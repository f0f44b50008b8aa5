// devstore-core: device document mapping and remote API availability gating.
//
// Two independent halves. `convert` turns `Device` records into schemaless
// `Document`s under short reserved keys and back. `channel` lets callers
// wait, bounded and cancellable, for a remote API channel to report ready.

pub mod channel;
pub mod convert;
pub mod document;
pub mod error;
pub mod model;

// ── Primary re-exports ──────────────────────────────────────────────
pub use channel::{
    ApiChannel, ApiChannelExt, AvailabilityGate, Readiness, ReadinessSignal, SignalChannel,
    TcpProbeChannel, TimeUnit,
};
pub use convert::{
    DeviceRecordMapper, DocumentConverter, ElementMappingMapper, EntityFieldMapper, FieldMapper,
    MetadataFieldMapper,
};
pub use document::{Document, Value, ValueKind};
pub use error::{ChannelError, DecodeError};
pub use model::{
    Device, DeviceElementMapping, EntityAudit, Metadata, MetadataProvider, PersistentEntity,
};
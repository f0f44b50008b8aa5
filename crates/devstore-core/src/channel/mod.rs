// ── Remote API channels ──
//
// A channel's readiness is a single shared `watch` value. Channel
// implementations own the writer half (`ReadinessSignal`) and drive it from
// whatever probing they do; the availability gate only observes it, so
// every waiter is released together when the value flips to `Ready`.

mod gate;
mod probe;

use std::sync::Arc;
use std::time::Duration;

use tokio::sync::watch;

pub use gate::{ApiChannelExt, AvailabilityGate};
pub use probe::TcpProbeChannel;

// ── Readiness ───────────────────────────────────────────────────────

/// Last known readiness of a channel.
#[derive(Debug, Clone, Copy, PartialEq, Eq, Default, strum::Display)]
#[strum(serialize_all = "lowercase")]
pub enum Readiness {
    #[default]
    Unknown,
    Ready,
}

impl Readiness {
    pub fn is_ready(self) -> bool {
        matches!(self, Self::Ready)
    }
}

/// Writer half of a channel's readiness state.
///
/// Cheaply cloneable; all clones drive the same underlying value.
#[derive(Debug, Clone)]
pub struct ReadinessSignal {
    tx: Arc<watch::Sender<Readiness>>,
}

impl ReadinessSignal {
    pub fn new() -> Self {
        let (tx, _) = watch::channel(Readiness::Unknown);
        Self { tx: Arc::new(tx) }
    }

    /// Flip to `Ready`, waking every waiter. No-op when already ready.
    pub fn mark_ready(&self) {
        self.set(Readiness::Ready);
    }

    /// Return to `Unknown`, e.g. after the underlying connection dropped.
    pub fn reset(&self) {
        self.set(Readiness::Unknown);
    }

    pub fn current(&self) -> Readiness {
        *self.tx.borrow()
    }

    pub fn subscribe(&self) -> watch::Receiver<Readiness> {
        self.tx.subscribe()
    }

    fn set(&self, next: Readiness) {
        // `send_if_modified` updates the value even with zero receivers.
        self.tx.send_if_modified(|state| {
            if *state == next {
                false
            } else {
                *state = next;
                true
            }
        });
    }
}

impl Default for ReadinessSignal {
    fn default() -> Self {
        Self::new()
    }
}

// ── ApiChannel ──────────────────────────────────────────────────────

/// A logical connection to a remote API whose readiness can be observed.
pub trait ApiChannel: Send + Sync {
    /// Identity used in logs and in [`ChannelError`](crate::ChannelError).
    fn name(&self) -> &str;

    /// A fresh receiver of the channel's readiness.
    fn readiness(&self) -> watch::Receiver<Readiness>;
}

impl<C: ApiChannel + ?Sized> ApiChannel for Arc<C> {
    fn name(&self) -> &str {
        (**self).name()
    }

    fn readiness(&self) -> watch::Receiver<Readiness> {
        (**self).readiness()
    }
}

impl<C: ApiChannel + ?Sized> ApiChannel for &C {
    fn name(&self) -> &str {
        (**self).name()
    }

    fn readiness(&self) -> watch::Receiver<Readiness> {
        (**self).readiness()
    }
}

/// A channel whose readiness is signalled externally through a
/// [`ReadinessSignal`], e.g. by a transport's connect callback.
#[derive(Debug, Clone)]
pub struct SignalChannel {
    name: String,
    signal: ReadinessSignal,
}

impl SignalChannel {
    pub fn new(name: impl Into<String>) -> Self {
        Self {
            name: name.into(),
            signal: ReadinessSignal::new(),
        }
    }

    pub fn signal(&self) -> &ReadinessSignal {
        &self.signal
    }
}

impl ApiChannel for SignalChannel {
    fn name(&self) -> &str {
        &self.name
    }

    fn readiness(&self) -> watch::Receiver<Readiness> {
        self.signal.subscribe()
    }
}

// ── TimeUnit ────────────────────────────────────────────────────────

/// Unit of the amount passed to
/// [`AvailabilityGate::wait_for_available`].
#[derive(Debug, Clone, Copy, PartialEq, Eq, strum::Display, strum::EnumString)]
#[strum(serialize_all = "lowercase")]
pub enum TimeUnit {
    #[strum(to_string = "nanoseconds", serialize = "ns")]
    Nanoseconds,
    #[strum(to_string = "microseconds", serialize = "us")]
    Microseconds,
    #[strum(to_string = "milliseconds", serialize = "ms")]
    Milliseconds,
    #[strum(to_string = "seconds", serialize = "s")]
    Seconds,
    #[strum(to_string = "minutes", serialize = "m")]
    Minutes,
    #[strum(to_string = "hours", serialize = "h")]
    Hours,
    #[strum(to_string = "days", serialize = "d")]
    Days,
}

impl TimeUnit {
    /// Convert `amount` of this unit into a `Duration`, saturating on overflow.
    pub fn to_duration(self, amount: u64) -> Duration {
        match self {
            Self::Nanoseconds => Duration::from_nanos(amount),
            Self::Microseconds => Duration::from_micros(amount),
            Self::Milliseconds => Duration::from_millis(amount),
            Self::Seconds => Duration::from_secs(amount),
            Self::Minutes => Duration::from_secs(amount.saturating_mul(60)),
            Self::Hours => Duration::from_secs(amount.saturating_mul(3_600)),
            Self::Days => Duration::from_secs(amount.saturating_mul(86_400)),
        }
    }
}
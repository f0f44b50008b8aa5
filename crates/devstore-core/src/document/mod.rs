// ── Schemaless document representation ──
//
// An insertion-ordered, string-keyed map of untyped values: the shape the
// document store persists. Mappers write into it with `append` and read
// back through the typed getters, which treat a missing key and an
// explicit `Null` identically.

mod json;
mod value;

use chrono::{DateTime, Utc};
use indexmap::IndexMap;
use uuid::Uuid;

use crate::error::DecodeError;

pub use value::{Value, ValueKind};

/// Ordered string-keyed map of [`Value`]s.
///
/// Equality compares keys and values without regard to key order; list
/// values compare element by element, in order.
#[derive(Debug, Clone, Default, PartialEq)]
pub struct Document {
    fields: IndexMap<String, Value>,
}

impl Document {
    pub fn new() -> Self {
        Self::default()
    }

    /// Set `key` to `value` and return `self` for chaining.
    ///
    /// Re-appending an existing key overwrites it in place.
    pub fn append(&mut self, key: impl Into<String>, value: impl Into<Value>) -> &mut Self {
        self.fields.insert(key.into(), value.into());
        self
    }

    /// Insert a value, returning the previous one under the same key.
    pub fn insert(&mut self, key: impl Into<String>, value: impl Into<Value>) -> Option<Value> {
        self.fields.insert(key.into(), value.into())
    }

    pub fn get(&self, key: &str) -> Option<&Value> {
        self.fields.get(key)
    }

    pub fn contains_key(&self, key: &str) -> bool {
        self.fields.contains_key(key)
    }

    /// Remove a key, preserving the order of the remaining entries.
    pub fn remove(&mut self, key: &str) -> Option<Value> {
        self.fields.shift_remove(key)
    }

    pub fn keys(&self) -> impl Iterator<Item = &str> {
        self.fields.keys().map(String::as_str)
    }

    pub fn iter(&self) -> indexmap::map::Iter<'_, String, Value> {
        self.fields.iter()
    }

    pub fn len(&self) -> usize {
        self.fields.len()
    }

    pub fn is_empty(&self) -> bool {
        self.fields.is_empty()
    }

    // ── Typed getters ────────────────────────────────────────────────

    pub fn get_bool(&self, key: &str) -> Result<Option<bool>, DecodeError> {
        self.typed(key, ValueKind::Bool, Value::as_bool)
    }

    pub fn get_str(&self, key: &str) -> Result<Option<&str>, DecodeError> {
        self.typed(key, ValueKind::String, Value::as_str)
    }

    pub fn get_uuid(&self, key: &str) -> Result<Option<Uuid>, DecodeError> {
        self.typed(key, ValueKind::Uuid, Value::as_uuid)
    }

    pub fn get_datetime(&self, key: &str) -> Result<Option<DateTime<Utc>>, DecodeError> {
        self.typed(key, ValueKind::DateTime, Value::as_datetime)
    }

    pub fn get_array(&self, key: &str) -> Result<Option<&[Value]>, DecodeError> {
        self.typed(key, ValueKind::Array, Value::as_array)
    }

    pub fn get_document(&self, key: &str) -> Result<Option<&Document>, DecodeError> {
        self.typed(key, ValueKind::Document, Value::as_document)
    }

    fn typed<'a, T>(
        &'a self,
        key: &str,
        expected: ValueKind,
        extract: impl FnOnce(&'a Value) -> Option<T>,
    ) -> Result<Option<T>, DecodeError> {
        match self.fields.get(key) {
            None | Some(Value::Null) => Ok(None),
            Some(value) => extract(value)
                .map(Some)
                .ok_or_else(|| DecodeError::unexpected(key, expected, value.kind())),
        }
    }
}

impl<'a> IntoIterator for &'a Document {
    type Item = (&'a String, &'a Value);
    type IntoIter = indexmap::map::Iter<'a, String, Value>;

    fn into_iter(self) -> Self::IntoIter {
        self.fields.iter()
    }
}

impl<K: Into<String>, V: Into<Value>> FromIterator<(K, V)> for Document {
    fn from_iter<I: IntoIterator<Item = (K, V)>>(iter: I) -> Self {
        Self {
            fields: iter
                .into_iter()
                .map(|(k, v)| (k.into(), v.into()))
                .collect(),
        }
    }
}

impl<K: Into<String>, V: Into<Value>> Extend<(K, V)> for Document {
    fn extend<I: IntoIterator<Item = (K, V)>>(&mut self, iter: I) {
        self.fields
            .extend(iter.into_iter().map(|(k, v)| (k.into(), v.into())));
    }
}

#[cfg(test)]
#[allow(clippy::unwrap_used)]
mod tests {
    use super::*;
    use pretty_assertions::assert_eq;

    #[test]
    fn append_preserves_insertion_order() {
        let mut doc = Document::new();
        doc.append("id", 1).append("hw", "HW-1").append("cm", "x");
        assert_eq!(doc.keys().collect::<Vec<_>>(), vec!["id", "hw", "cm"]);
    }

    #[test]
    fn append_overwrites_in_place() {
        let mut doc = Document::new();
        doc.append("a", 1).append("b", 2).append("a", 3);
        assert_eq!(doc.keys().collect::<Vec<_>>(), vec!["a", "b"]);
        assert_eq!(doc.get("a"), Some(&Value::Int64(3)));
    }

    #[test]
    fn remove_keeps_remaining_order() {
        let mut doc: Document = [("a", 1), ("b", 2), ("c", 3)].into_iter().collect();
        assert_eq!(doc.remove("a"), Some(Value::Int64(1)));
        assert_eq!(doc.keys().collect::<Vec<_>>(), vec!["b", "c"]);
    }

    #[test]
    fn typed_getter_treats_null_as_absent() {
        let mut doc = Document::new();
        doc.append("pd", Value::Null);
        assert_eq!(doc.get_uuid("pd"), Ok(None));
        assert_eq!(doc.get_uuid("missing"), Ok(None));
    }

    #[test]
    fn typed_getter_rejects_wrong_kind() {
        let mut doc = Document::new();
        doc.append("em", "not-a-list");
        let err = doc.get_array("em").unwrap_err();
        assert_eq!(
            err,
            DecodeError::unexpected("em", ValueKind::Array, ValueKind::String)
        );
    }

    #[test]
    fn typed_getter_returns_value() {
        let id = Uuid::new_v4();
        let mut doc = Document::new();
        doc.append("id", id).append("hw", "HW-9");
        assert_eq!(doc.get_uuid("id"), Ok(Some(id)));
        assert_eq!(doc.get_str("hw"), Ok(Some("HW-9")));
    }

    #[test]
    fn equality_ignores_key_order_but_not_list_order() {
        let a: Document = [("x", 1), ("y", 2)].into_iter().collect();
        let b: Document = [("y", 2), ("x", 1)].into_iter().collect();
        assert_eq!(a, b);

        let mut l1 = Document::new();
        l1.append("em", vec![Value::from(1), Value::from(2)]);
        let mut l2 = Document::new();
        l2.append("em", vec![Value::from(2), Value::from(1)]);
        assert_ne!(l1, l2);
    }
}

........

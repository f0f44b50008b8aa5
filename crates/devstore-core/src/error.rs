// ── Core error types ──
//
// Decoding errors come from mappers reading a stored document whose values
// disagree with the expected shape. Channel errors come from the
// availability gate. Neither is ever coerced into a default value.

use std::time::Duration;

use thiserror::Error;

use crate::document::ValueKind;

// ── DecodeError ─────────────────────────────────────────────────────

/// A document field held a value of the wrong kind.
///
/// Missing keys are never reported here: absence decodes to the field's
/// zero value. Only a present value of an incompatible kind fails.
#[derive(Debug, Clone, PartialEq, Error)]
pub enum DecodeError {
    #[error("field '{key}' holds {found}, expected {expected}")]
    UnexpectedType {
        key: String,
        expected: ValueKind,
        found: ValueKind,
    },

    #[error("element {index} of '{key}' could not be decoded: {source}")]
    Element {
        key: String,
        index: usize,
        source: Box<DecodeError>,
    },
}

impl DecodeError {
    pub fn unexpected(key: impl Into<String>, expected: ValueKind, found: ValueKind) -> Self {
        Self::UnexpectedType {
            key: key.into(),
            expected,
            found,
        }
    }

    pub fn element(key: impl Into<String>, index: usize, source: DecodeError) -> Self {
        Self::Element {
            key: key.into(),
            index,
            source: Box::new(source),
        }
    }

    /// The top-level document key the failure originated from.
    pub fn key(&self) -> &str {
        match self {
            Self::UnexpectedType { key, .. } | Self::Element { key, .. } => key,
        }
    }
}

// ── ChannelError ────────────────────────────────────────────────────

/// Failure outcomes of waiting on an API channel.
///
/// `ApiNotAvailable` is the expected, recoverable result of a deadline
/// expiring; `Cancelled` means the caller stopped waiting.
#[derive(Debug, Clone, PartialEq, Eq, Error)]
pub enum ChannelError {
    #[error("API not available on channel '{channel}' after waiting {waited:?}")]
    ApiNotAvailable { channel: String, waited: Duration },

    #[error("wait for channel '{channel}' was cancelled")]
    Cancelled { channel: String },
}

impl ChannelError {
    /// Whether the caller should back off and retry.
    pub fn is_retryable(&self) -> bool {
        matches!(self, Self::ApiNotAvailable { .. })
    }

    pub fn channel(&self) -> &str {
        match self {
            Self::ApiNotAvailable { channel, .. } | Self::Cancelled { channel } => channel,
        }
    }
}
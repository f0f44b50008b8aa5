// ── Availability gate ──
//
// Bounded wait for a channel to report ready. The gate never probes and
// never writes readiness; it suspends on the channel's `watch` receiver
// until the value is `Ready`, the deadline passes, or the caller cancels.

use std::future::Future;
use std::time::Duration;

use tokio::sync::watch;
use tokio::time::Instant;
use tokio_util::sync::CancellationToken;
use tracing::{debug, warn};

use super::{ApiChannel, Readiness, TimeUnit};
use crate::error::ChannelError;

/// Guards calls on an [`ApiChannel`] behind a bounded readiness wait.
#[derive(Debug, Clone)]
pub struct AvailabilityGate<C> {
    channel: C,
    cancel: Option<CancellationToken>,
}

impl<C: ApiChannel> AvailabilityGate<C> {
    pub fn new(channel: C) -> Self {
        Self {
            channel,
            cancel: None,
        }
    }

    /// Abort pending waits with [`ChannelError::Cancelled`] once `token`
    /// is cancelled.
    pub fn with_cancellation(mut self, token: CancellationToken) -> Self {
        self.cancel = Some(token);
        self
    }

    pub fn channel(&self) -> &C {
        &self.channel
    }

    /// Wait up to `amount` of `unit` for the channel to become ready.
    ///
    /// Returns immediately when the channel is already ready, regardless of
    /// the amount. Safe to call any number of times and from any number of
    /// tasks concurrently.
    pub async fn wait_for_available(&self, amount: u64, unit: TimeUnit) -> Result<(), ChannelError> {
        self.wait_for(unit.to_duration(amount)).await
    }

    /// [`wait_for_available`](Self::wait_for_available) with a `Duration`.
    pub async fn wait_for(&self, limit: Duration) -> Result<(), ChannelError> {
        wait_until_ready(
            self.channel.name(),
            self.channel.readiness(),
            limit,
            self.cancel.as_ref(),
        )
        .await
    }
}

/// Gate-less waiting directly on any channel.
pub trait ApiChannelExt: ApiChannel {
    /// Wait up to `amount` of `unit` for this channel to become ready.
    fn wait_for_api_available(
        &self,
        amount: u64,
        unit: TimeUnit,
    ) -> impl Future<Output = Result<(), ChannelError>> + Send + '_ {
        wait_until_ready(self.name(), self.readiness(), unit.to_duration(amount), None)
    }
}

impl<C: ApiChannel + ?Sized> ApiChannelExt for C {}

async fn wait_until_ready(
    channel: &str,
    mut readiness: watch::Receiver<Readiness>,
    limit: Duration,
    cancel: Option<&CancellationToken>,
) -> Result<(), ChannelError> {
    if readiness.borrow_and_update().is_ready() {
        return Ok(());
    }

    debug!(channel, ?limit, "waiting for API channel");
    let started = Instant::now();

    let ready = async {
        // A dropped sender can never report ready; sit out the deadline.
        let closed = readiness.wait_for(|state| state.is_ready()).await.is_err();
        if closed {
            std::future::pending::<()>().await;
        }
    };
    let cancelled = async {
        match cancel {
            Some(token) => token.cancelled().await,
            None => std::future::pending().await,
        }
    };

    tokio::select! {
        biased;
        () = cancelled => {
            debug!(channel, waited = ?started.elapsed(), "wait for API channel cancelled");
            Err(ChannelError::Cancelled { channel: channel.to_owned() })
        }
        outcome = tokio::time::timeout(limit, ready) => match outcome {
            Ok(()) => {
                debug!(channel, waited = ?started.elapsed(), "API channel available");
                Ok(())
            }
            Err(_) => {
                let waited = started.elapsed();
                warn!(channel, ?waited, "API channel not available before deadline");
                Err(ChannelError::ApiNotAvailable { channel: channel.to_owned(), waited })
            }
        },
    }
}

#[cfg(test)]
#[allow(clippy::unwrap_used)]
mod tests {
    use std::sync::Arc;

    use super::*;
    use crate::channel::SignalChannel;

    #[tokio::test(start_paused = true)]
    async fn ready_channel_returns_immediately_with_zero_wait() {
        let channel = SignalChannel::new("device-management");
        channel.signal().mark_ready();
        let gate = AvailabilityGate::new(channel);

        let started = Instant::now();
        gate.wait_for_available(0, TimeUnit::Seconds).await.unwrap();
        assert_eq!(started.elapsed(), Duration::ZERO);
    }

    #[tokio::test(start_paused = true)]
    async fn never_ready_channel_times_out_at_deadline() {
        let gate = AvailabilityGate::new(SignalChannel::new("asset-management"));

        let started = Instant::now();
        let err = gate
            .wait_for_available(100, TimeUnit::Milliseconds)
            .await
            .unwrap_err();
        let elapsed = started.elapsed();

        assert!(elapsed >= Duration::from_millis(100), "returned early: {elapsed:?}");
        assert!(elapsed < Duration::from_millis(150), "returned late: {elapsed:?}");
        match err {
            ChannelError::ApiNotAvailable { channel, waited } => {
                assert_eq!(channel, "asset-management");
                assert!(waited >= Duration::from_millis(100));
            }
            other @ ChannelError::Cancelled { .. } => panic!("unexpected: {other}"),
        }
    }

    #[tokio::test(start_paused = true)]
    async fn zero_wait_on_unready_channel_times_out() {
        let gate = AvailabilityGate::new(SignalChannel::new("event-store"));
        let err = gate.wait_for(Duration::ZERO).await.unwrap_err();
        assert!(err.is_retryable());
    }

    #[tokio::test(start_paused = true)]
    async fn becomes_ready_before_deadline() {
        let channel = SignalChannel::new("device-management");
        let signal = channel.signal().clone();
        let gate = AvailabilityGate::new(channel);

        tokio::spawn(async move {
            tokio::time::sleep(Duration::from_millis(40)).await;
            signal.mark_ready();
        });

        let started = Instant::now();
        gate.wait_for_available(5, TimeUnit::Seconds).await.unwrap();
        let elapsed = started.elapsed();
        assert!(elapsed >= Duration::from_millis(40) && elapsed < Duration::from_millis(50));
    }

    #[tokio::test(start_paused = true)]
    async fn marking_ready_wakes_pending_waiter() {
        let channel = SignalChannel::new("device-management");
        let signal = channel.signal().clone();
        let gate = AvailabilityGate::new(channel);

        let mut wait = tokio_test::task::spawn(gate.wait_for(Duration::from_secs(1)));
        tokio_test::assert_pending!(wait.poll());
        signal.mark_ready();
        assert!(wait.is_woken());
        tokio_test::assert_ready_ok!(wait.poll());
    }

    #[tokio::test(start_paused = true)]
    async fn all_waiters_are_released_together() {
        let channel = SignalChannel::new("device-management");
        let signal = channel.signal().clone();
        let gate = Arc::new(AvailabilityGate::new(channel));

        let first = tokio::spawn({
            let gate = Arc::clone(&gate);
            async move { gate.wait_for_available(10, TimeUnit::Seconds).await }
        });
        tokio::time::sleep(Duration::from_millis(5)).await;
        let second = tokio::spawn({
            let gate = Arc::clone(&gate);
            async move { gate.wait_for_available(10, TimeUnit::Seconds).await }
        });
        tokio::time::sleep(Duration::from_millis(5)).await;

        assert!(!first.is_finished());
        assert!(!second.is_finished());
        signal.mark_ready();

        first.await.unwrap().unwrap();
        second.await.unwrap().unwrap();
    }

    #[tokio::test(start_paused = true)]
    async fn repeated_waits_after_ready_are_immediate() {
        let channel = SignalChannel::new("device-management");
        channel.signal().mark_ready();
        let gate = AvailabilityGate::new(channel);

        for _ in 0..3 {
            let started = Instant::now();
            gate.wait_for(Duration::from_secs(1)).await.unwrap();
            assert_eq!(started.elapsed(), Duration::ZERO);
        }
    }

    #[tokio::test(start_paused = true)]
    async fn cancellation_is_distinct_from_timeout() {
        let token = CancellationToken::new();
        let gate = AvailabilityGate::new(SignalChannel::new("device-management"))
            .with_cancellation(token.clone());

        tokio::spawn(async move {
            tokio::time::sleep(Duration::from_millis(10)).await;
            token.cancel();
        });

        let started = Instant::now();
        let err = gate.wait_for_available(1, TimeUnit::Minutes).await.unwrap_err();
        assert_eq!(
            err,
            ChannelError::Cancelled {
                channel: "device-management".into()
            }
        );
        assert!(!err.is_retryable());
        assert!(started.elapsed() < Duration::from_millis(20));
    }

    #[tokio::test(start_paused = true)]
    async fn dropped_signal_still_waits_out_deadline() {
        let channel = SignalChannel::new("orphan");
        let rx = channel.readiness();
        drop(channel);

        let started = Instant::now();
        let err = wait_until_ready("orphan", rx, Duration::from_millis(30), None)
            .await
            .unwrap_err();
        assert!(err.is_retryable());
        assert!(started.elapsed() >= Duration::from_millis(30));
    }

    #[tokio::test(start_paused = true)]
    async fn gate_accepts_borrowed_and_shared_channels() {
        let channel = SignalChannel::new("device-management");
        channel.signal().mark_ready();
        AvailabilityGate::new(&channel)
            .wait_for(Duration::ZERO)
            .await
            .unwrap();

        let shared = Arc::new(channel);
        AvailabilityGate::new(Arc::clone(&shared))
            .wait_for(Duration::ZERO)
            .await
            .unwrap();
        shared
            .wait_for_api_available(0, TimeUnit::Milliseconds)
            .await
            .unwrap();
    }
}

........

*TO DO*.
Show every line of the listing containing the string "poll" by copying it.

*PROBLEM SOLUTION*.
        tokio_test::assert_pending!(wait.poll());
        tokio_test::assert_ready_ok!(wait.poll());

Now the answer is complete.